| First Author | Sutherland ML | Year | 1999 |
| Journal | Proc Natl Acad Sci U S A | Volume | 96 |
| Issue | 5 | Pages | 2451-5 |
| PubMed ID | 10051663 | Mgi Jnum | J:53363 |
| Mgi Id | MGI:1332345 | Doi | 10.1073/pnas.96.5.2451 |
| Citation | Sutherland ML, et al. (1999) Overexpression of a Shaker-type potassium channel in mammalian central nervous system dysregulates native potassium channel gene expression. Proc Natl Acad Sci U S A 96(5):2451-5 |
| abstractText | The nervous system maintains a delicate balance between excitation and inhibition, partly through the complex interplay between voltage-gated sodium and potassium ion channels. Because K+ channel blockade or gene deletion causes hyperexcitability, it is generally assumed that increases in K+ channel gene expression should reduce neuronal network excitability. We have tested this hypothesis by creating a transgenic mouse that expresses a Shaker-type K+ channel gene.
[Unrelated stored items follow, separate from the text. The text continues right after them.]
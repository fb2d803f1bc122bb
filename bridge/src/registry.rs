//! Server-side method table.
//!
//! Methods are registered once, before the server starts serving, and the
//! table only grows. Registering a name that is already present is ignored,
//! so the first registration of a name always wins. The reserved `batch`
//! entry is always present and is described separately from the methods it
//! runs (see [`crate::batch`]).

use std::future::Future;
use std::marker::PhantomData;
use std::sync::Arc;

use async_trait::async_trait;
use indexmap::IndexMap;
use serde_json::Value;

use crate::batch;
use crate::descriptor::{MethodDescriptor, MethodSignature, Param, RegistryDescription};
use crate::errors::{MethodError, MethodResult};
use crate::protocol::JsonMap;

pub const BATCH_METHOD: &str = "batch";

#[async_trait]
pub trait ServerMethod: Send + Sync {
    fn signature(&self) -> MethodSignature;
    async fn invoke(&self, call: MethodCall) -> MethodResult;
}

struct FnMethod<F, Fut> {
    signature: MethodSignature,
    func: F,
    _marker: PhantomData<fn() -> Fut>,
}

#[async_trait]
impl<F, Fut> ServerMethod for FnMethod<F, Fut>
where
    F: Fn(MethodCall) -> Fut + Send + Sync,
    Fut: Future<Output = MethodResult> + Send,
{
    fn signature(&self) -> MethodSignature {
        self.signature.clone()
    }

    async fn invoke(&self, call: MethodCall) -> MethodResult {
        (self.func)(call).await
    }
}

struct RegisteredMethod {
    handler: Arc<dyn ServerMethod>,
    signature: MethodSignature,
    descriptor: MethodDescriptor,
}

pub struct MethodRegistry {
    methods: IndexMap<String, RegisteredMethod>,
    batch: MethodDescriptor,
}

impl Default for MethodRegistry {
    fn default() -> Self {
        Self::new()
    }
}

impl MethodRegistry {
    pub fn new() -> Self {
        Self {
            methods: IndexMap::new(),
            batch: MethodDescriptor::from_signature(BATCH_METHOD, &batch::signature()),
        }
    }

    /// Adds `handler` under `name`. Returns `false`, leaving the table
    /// untouched, when the name is already taken.
    pub fn register(&mut self, name: impl Into<String>, handler: Arc<dyn ServerMethod>) -> bool {
        let name = name.into();
        if name == BATCH_METHOD || self.methods.contains_key(&name) {
            tracing::debug!(method = %name, "ignoring duplicate server method registration");
            return false;
        }
        let signature = handler.signature();
        let descriptor = MethodDescriptor::from_signature(name.clone(), &signature);
        self.methods.insert(
            name,
            RegisteredMethod {
                handler,
                signature,
                descriptor,
            },
        );
        true
    }

    /// Registers an async closure as a server method.
    pub fn register_fn<F, Fut>(
        &mut self,
        name: impl Into<String>,
        signature: MethodSignature,
        func: F,
    ) -> bool
    where
        F: Fn(MethodCall) -> Fut + Send + Sync + 'static,
        Fut: Future<Output = MethodResult> + Send + 'static,
    {
        self.register(
            name,
            Arc::new(FnMethod {
                signature,
                func,
                _marker: PhantomData,
            }),
        )
    }

    pub fn contains(&self, name: &str) -> bool {
        name == BATCH_METHOD || self.methods.contains_key(name)
    }

    pub fn method_names(&self) -> impl Iterator<Item = &String> {
        self.methods.keys()
    }

    pub fn describe_all(&self) -> RegistryDescription {
        let mut description = RegistryDescription::new();
        for method in self.methods.values() {
            description.push(method.descriptor.clone());
        }
        description.push(self.batch.clone());
        description
    }

    /// Resolves `name` and runs it. `None` means the name does not resolve.
    pub async fn invoke(
        &self,
        name: &str,
        args: Vec<Value>,
        kwargs: JsonMap,
    ) -> Option<MethodResult> {
        if name == BATCH_METHOD {
            return Some(batch::run(self, args, kwargs).await);
        }
        self.invoke_method(name, args, kwargs).await
    }

    /// Like [`MethodRegistry::invoke`] but never resolves the reserved
    /// `batch` entry.
    pub async fn invoke_method(
        &self,
        name: &str,
        args: Vec<Value>,
        kwargs: JsonMap,
    ) -> Option<MethodResult> {
        let method = self.methods.get(name)?;
        let call = match MethodCall::bind(name, &method.signature, args, kwargs) {
            Ok(call) => call,
            Err(err) => return Some(Err(err)),
        };
        Some(method.handler.invoke(call).await)
    }
}

/// Arguments of one invocation, bound to parameter names.
#[derive(Clone, Debug)]
pub struct MethodCall {
    method: String,
    values: IndexMap<String, Value>,
}

impl MethodCall {
    pub fn bind(
        method: &str,
        signature: &MethodSignature,
        args: Vec<Value>,
        mut kwargs: JsonMap,
    ) -> Result<Self, MethodError> {
        let params: Vec<&Param> = signature.params().collect();
        if args.len() > params.len() {
            return Err(MethodError::type_error(format!(
                "{method}() takes {} positional arguments but {} were given",
                params.len(),
                args.len()
            )));
        }

        let mut values = IndexMap::new();
        let positional = args.len();
        for (param, value) in params.iter().zip(args) {
            values.insert(param.name().to_string(), value);
        }
        for param in params.iter().skip(positional) {
            if let Some(value) = kwargs.remove(param.name()) {
                values.insert(param.name().to_string(), value);
            } else if let Some(default) = param.default() {
                values.insert(param.name().to_string(), default.clone());
            } else {
                return Err(MethodError::type_error(format!(
                    "{method}() missing required argument: '{}'",
                    param.name()
                )));
            }
        }
        if let Some(name) = kwargs.keys().next() {
            let message = if values.contains_key(name) {
                format!("{method}() got multiple values for argument '{name}'")
            } else {
                format!("{method}() got an unexpected keyword argument '{name}'")
            };
            return Err(MethodError::type_error(message));
        }

        Ok(Self {
            method: method.to_string(),
            values,
        })
    }

    pub fn method(&self) -> &str {
        &self.method
    }

    pub fn get(&self, name: &str) -> Option<&Value> {
        self.values.get(name)
    }

    fn require(&self, name: &str) -> Result<&Value, MethodError> {
        self.get(name).ok_or_else(|| {
            MethodError::type_error(format!("{}() has no parameter '{name}'", self.method))
        })
    }

    fn wrong_type(&self, name: &str, expected: &str, found: &Value) -> MethodError {
        MethodError::type_error(format!(
            "{}() argument '{name}' must be {expected}, not {found}",
            self.method
        ))
    }

    pub fn str(&self, name: &str) -> Result<&str, MethodError> {
        let value = self.require(name)?;
        value
            .as_str()
            .ok_or_else(|| self.wrong_type(name, "a string", value))
    }

    pub fn f64(&self, name: &str) -> Result<f64, MethodError> {
        let value = self.require(name)?;
        value
            .as_f64()
            .ok_or_else(|| self.wrong_type(name, "a number", value))
    }

    pub fn u64(&self, name: &str) -> Result<u64, MethodError> {
        let value = self.require(name)?;
        value
            .as_u64()
            .ok_or_else(|| self.wrong_type(name, "a non-negative integer", value))
    }

    pub fn bool(&self, name: &str) -> Result<bool, MethodError> {
        let value = self.require(name)?;
        value
            .as_bool()
            .ok_or_else(|| self.wrong_type(name, "a boolean", value))
    }

    pub fn array(&self, name: &str) -> Result<&Vec<Value>, MethodError> {
        let value = self.require(name)?;
        value
            .as_array()
            .ok_or_else(|| self.wrong_type(name, "a list", value))
    }
}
Paradoxically, we find that addition of the extra K+ channel gene results in a hyperexcitable rather than a hypoexcitable phenotype. The presence of the transgene leads to a complex deregulation of endogenous Shaker genes in the adult central nervous system as well as an increase in network excitability that includes spontaneous cortical spike and wave discharges and a lower threshold for epileptiform bursting in isolated hippocampal slices. These data suggest that an increase in K+ channel gene dosage leads to dysregulation of normal K+ channel gene expression, and it may underlie a mechanism contributing to the pathogenesis of human aneuploidies such as Down syndrome. |